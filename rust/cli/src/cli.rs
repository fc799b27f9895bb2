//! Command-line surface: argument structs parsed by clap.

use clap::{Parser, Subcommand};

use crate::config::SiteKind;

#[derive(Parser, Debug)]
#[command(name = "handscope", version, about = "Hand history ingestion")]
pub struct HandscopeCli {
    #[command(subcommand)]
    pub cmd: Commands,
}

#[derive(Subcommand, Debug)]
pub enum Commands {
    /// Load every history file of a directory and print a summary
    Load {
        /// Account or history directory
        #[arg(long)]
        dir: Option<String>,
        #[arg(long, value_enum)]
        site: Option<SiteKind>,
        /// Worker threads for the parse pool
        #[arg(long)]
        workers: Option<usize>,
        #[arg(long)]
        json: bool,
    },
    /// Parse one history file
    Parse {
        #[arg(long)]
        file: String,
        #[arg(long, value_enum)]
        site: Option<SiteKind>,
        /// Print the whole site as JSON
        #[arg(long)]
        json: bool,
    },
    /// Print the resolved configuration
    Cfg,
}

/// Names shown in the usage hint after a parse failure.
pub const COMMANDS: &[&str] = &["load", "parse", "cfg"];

◆ ◆ ◆ ◆ ◆ ◆ ◆

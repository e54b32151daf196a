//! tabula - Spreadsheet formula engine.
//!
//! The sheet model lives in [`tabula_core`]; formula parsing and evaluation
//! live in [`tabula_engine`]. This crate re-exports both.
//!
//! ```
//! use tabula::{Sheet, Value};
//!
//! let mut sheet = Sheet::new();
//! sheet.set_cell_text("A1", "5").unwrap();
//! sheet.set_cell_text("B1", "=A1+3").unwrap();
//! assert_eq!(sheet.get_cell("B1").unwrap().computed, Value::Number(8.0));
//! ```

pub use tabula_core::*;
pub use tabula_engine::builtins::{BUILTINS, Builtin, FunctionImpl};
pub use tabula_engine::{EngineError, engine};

◆ ◆ ◆ ◆ ◆ ◆ ◆

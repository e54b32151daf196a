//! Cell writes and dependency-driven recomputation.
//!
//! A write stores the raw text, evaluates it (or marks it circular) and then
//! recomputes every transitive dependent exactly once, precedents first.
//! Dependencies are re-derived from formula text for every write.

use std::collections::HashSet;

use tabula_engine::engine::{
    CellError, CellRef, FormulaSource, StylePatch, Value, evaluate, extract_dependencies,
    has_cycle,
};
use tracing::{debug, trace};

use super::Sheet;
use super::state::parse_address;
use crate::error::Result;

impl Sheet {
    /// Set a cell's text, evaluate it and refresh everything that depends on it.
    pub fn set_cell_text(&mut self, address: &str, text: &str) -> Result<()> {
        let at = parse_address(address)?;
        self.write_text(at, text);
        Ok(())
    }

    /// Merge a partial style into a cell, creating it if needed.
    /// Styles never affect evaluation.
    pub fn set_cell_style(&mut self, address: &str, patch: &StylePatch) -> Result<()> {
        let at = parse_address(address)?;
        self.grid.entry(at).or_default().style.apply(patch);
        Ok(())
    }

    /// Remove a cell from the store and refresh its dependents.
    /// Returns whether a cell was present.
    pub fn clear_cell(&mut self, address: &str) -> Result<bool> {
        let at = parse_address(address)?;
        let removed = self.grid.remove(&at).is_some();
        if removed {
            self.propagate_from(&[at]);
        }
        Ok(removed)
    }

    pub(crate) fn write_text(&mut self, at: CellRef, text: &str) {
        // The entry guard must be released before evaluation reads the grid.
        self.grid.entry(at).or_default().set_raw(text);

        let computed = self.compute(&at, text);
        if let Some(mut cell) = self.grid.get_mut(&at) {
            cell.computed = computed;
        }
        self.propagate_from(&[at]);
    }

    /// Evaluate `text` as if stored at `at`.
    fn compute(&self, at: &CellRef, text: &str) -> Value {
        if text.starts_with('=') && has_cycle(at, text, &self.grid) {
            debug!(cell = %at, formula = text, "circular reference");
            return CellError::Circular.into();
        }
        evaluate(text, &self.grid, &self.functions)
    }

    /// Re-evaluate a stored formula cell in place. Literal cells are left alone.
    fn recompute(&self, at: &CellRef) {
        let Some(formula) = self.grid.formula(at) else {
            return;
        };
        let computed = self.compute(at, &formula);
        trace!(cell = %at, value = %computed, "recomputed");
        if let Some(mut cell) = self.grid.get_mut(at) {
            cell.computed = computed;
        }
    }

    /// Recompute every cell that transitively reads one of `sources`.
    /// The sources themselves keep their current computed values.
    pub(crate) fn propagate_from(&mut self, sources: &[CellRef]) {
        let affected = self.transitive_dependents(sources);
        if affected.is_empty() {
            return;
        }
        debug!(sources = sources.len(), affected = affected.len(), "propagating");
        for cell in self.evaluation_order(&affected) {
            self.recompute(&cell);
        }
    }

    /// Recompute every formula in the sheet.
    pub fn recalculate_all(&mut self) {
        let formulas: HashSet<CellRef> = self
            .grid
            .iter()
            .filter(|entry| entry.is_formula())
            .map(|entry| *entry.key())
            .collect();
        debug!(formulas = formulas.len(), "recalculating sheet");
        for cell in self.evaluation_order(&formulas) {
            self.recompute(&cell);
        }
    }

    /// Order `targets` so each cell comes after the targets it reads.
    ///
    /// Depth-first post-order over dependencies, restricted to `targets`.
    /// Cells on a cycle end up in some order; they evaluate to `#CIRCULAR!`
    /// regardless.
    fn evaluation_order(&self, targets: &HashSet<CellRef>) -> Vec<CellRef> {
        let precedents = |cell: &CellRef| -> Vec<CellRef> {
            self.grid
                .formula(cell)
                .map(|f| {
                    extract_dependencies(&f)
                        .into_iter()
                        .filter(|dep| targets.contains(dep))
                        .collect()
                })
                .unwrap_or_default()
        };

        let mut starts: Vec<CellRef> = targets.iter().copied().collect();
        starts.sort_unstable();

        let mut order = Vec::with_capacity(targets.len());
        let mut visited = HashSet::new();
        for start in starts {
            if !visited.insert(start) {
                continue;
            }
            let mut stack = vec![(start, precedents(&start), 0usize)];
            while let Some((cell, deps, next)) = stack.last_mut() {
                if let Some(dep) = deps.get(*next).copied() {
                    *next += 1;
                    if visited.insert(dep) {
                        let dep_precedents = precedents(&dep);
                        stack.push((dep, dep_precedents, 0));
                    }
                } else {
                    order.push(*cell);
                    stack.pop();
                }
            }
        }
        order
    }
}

◆ ◆ ◆ ◆ ◆ ◆ ◆

INSTRUCTIONS TO FOLLOW: There is a run of lines above from the one with "filename rust/cli/src/cli.rs" to the one with "a parse failure."; print exactly that run, both ends included, and nothing else.

SOLUTION TO THE PROBLEM:
filename rust/cli/src/cli.rs
repository fc799b27f9895bb2
//! Command-line surface: argument structs parsed by clap.

use clap::{Parser, Subcommand};

use crate::config::SiteKind;

#[derive(Parser, Debug)]
#[command(name = "handscope", version, about = "Hand history ingestion")]
pub struct HandscopeCli {
    #[command(subcommand)]
    pub cmd: Commands,
}

#[derive(Subcommand, Debug)]
pub enum Commands {
    /// Load every history file of a directory and print a summary
    Load {
        /// Account or history directory
        #[arg(long)]
        dir: Option<String>,
        #[arg(long, value_enum)]
        site: Option<SiteKind>,
        /// Worker threads for the parse pool
        #[arg(long)]
        workers: Option<usize>,
        #[arg(long)]
        json: bool,
    },
    /// Parse one history file
    Parse {
        #[arg(long)]
        file: String,
        #[arg(long, value_enum)]
        site: Option<SiteKind>,
        /// Print the whole site as JSON
        #[arg(long)]
        json: bool,
    },
    /// Print the resolved configuration
    Cfg,
}

/// Names shown in the usage hint after a parse failure.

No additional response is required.